Stored records.

┄┄┄┄┄┄┄┄┄┄

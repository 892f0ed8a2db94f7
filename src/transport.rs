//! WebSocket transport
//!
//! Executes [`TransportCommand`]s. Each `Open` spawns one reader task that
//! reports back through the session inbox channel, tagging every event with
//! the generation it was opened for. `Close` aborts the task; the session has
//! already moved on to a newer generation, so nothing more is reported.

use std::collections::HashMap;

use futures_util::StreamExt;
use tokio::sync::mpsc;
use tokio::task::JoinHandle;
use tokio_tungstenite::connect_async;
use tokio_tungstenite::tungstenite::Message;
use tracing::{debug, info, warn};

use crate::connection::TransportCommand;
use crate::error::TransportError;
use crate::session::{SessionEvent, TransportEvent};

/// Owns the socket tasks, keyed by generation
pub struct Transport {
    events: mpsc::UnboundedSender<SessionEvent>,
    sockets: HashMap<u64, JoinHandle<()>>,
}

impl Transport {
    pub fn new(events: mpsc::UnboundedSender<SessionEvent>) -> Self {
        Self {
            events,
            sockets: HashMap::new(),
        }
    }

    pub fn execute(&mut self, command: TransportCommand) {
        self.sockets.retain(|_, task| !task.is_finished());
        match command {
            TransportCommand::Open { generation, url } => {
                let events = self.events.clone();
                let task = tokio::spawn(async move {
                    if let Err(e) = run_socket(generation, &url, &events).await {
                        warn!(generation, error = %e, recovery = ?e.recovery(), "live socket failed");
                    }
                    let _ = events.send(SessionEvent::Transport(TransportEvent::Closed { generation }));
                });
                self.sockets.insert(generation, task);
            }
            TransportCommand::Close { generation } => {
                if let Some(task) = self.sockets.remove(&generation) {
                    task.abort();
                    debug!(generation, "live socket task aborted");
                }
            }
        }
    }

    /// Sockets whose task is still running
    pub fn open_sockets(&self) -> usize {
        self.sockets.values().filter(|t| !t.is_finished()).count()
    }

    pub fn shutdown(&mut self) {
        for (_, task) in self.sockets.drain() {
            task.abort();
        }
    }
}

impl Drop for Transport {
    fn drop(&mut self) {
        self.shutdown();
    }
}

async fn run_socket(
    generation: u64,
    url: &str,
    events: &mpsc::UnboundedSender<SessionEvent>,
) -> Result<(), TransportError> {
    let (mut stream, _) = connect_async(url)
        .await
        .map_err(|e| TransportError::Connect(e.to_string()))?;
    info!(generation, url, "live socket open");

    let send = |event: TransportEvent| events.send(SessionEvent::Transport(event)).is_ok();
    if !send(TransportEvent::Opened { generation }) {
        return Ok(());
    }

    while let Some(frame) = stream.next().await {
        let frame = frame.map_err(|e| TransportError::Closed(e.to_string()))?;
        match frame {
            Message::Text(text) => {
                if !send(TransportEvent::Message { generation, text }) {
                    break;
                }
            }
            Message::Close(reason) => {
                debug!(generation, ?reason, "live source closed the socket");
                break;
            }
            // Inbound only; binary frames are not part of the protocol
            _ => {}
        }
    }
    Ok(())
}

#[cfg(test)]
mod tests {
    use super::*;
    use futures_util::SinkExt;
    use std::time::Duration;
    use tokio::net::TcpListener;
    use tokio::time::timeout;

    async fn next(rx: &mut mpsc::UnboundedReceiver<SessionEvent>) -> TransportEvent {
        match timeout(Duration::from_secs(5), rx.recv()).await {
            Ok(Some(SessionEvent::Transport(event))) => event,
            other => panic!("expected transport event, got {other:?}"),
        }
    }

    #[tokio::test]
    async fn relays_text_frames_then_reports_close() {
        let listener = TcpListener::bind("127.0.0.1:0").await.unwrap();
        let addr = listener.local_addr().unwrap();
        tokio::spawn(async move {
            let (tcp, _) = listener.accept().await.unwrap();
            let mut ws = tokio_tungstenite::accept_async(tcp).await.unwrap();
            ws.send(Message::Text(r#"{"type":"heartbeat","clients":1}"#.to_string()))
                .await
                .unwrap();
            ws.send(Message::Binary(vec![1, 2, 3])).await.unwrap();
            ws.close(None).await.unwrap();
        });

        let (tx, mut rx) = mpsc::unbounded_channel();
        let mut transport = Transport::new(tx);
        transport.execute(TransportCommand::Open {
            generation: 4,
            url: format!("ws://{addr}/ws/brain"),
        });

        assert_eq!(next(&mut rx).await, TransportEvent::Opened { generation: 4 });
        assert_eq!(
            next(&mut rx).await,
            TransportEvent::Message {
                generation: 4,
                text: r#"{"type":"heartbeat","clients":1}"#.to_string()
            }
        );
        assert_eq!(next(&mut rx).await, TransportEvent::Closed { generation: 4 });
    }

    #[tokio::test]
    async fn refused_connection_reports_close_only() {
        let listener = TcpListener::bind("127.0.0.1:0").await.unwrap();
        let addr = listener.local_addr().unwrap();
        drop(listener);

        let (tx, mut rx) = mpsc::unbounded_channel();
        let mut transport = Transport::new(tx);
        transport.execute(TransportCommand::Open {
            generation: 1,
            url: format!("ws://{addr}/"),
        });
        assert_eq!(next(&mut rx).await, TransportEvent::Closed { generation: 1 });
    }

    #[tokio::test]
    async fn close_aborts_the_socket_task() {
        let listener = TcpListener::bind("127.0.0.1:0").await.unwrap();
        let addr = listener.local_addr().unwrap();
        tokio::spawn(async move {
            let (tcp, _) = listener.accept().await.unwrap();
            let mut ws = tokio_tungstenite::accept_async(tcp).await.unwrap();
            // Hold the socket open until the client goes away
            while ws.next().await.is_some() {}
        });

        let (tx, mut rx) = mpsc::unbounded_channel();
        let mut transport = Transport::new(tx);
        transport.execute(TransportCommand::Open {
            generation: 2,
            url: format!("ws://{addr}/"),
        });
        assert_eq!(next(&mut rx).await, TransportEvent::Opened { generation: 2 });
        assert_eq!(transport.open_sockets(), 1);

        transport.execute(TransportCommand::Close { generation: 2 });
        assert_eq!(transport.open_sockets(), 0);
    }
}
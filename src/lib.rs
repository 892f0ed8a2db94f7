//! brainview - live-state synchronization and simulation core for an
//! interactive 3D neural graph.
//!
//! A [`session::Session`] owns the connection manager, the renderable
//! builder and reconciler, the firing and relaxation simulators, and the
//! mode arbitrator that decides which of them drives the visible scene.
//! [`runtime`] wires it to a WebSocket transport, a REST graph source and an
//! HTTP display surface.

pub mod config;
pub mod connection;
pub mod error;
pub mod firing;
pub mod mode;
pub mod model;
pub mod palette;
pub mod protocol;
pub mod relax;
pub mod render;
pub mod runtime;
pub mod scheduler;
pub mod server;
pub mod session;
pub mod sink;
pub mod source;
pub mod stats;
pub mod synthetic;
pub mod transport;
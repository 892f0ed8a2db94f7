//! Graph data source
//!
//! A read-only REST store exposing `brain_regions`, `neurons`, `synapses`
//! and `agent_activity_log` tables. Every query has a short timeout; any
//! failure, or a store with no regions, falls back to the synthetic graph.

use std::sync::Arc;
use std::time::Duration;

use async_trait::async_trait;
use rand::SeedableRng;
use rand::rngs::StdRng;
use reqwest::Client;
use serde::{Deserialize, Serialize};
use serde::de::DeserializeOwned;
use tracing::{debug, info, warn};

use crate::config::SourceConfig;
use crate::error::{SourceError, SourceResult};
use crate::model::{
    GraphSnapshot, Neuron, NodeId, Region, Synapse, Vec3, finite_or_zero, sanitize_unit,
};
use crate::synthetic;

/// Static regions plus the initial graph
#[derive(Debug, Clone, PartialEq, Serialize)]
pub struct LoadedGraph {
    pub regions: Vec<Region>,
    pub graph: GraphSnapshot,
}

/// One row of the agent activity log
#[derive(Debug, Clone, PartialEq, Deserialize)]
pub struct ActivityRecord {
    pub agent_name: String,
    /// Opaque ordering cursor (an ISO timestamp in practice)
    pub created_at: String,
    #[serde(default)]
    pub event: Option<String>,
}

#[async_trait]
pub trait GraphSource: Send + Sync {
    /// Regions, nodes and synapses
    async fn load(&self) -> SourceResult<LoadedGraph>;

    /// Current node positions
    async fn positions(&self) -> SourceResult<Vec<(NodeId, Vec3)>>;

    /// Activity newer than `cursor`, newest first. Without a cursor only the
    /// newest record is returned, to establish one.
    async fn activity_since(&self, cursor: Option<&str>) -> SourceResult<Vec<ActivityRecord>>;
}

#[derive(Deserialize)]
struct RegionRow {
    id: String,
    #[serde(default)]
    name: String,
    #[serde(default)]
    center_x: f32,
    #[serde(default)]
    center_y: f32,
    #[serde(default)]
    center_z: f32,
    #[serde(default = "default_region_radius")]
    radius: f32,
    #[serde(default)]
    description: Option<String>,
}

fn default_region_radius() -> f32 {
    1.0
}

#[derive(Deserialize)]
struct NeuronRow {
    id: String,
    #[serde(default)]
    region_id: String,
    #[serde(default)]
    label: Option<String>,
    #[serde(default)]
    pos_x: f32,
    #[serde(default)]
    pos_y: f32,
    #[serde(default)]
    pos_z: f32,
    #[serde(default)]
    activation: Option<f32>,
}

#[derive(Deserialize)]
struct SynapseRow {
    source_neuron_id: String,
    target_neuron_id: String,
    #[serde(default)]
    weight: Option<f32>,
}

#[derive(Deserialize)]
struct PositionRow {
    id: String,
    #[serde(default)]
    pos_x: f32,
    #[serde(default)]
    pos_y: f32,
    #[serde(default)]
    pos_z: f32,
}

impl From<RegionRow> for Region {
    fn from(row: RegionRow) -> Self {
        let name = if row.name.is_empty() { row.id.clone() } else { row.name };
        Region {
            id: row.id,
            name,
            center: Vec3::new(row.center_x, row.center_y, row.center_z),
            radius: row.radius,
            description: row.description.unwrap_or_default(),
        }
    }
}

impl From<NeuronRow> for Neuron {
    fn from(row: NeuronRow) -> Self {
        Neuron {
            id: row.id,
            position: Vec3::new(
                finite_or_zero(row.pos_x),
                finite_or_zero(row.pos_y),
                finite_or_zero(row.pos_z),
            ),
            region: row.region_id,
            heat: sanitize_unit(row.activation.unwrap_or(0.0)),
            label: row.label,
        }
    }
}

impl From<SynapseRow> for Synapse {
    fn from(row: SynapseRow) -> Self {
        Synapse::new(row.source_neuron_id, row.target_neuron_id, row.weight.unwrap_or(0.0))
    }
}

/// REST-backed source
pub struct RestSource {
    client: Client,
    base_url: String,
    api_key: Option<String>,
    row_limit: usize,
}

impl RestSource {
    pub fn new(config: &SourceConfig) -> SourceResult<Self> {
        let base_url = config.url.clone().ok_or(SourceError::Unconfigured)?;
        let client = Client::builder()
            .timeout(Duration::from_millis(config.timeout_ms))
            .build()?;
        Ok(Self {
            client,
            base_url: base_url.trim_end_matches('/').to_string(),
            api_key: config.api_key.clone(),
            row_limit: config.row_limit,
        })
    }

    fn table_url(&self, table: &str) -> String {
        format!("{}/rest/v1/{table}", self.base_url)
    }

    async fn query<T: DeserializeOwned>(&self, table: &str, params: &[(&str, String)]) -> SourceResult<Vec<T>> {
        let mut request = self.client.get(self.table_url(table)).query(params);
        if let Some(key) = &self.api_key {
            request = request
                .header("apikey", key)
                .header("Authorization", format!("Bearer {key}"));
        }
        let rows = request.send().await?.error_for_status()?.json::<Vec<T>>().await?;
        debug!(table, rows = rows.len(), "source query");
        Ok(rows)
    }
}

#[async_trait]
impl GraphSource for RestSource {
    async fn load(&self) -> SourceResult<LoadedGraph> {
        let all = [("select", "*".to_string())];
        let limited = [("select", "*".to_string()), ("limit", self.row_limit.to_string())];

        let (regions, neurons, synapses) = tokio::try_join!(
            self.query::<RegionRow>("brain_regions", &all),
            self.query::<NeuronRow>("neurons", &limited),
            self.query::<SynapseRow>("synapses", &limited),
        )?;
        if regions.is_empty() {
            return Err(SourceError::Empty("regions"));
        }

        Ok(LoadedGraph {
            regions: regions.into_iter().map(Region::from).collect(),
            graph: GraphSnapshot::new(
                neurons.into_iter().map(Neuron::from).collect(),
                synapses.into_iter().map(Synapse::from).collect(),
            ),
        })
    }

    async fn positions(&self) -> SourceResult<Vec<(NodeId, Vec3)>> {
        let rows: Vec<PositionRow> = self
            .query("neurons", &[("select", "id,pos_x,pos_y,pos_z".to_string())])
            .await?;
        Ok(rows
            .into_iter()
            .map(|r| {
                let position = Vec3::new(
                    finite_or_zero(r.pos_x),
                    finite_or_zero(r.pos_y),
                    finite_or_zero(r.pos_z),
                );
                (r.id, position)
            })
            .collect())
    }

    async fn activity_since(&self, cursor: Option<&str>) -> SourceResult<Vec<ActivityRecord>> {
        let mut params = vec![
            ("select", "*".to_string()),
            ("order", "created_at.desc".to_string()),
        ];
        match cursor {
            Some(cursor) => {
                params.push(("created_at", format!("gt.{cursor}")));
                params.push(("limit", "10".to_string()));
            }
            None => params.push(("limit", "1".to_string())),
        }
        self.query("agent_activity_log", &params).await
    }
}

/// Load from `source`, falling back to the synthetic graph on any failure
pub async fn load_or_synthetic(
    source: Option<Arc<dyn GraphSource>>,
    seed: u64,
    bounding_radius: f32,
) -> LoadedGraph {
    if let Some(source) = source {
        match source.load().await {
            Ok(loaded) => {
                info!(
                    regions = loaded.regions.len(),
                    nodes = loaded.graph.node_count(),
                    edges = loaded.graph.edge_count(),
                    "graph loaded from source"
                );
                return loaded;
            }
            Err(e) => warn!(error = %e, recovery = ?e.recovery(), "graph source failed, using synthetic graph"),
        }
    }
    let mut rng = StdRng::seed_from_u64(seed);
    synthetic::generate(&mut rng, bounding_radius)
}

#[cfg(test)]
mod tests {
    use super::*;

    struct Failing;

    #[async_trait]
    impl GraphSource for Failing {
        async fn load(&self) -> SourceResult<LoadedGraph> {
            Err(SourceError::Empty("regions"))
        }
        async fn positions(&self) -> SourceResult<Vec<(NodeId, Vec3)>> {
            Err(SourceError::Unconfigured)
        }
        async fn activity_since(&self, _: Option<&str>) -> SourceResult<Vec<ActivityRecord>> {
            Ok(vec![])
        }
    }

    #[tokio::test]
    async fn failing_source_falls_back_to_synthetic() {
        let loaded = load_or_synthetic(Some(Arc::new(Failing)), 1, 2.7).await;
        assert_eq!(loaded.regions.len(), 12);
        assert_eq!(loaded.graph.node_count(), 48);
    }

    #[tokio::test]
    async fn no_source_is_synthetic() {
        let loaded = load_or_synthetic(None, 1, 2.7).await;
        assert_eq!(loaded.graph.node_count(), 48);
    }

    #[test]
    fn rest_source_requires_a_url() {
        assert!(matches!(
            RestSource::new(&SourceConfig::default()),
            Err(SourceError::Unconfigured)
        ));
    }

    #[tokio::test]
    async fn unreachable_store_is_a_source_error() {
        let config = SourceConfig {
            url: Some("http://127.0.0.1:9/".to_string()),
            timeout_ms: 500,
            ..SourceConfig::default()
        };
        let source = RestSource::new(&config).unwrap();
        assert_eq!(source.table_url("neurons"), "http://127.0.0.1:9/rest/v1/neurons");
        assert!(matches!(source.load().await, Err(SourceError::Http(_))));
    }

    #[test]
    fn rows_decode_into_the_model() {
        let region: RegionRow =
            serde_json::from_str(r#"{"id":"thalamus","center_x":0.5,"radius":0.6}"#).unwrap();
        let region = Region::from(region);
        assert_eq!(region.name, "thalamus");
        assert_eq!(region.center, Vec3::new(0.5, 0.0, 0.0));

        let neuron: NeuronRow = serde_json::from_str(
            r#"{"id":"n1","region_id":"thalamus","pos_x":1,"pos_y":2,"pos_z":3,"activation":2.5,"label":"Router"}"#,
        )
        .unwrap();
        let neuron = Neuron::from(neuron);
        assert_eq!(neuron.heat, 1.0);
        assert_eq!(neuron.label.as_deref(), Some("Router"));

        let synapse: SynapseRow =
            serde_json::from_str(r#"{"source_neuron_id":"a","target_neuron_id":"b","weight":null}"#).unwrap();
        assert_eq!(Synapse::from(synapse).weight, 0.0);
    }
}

┄┄┄┄┄┄┄┄┄┄

Instructions to follow. The answer should consist of every line above in which "SourceError" appears.

Solution for this exercise.
use crate::error::{SourceError, SourceResult};
        let base_url = config.url.clone().ok_or(SourceError::Unconfigured)?;
            return Err(SourceError::Empty("regions"));
            Err(SourceError::Empty("regions"))
            Err(SourceError::Unconfigured)
            Err(SourceError::Unconfigured)
        assert!(matches!(source.load().await, Err(SourceError::Http(_))));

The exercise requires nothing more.